Sunday, September 11, 2016

Hawaii Appeals Court Sets Boundary on the Applicability of State EIS Law

The trend in Hawaii's appellate courts has been to expand the scope and applicability of Hawaii's environmental laws.  The courts have rarely deferred to agency expertise and discretion.

In Umberger v. Department of Land and Natural Resources ("DLNR"), the Hawaii Intermediate Court of Appeals defined the outer-limits of Hawaii's environmental impact statement law, commonly referred to as the Hawaii Environmental Policy Act ("HEPA").

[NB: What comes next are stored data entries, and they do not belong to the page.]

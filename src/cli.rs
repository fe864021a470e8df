// Copyright 2025 Lablup Inc. and Jeongkyu Shin
//
// Licensed under the Apache License, Version 2.0 (the "License");
// you may not use this file except in compliance with the License.
// You may obtain a copy of the License at
//
//     http://www.apache.org/licenses/LICENSE-2.0
//
// Unless required by applicable law or agreed to in writing, software
// distributed under the License is distributed on an "AS IS" BASIS,
// WITHOUT WARRANTIES OR CONDITIONS OF ANY KIND, either express or implied.
// See the License for the specific language governing permissions and
// limitations under the License.

use clap::{Parser, Subcommand};
use std::path::PathBuf;

use crate::executor::ExecMode;

#[derive(Parser, Debug)]
#[command(
    name = "mmh",
    version,
    about = "Run one shell command on one or many SSH hosts concurrently",
    long_about = "mmh sends a single shell command to a named server, or to every server carrying a tag, over SSH.\nHosts run concurrently; one host failing never blocks the others.\nWith several hosts every output line is prefixed with its host name in a stable color.",
    after_help = "EXAMPLES:\n  Run on every server tagged 'web':  mmh exec web uptime\n  Run on the server named 'db1':     mmh exec --single db1 \"df -h\"\n  Use another inventory file:        mmh --config ./hosts.yaml exec prod hostname"
)]
pub struct Cli {
    #[command(subcommand)]
    pub command: Commands,

    #[arg(
        long,
        global = true,
        help = "Configuration file path\nConfig loading priority:\n  1. This flag's value (must exist)\n  2. $MMH_CONFIG\n  3. Current directory (./mmh.yaml)\n  4. $XDG_CONFIG_HOME/mmh/config.yaml\n  5. ~/.config/mmh/config.yaml"
    )]
    pub config: Option<PathBuf>,

    #[arg(
        short = 'v',
        long,
        global = true,
        action = clap::ArgAction::Count,
        help = "Increase verbosity (-v, -vv, -vvv)"
    )]
    pub verbose: u8,

    #[arg(long, global = true, help = "Disable colored output")]
    pub no_color: bool,
}

#[derive(Subcommand, Debug)]
pub enum Commands {
    #[command(
        visible_alias = "mexec",
        about = "Execute a command on one server or on every server with a tag",
        long_about = "Executes the command on all target hosts simultaneously and streams their output.\nBy default TARGET is a tag and every output line is prefixed with its host name.\nWith --single, TARGET is a server name and output is passed through unchanged.\n\nExit codes: 0 (command dispatched, even if some hosts failed), 1 (no matching server)",
        after_help = "Examples:\n  mmh exec web uptime\n  mmh exec -s web1 'tail -f /var/log/syslog'"
    )]
    Exec {
        #[arg(
            short = 's',
            long,
            help = "Treat TARGET as a server name and pass its output through unchanged"
        )]
        single: bool,

        #[arg(help = "Tag to run on, or server name with --single")]
        target: String,

        #[arg(
            required = true,
            trailing_var_arg = true,
            allow_hyphen_values = true,
            help = "Command to execute on remote hosts"
        )]
        command: Vec<String>,
    },
}

impl Commands {
    /// Remote command line, words joined by single spaces.
    pub fn command_line(&self) -> String {
        match self {
            Commands::Exec { command, .. } => command.join(" "),
        }
    }

    pub fn mode(&self) -> ExecMode {
        match self {
            Commands::Exec { single, .. } => ExecMode::from_single_flag(*single),
        }
    }
}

Yellow Tangs, A Commonly Harvested Aquarium Fish
The case involved aquarium fish permits that allow permittees to collect fish for aquarium purposes from Hawaii's waters.  The Court defined the question before it as follows:
[W]hether a particular Hawaii statute, HEPA, is intended to apply so that each applicant for an aquarium fish permit must, at a minimum, prepare an EA [environmental assessment]—as well as engage in the related process of consultation, information gathering, and public review and comment—and DLNR must, with each application, undertake a HEPA review prior to issuing an aquarium fish permit.
The Court disagreed, and held as follows:
We conclude that to interpret "program or project" so sweepingly as to require individual aquarium fish permit applicants to undertake the EA process is not a "rational, sensible and practicable interpretation" of HEPA and would create an unreasonable, impractical, and absurd result. Accordingly, we hold that aquarium collection under an aquarium fish permit issued by DLNR pursuant to HRS § 188-31 is not an "applicant action" under HEPA.
Citations omitted.

Although not essential to its decision, the Court provided a rare statement of agency deference when it stated that, "There is no question that the DLNR shares Appellants' concerns about the health of Hawaii's reefs and its marine inhabitants and seeks to appropriately manage and administer the aquatic life and aquatic resources of the State in accordance with all applicable laws."  The U.S. Supreme Court recognized that judicial deference to agency expertise is one of the most important principals in administrative law, due in part to an agency's intense familiarity with the history and purposes of the legislation at issue and their practical knowledge of what will best effectuate those purposes.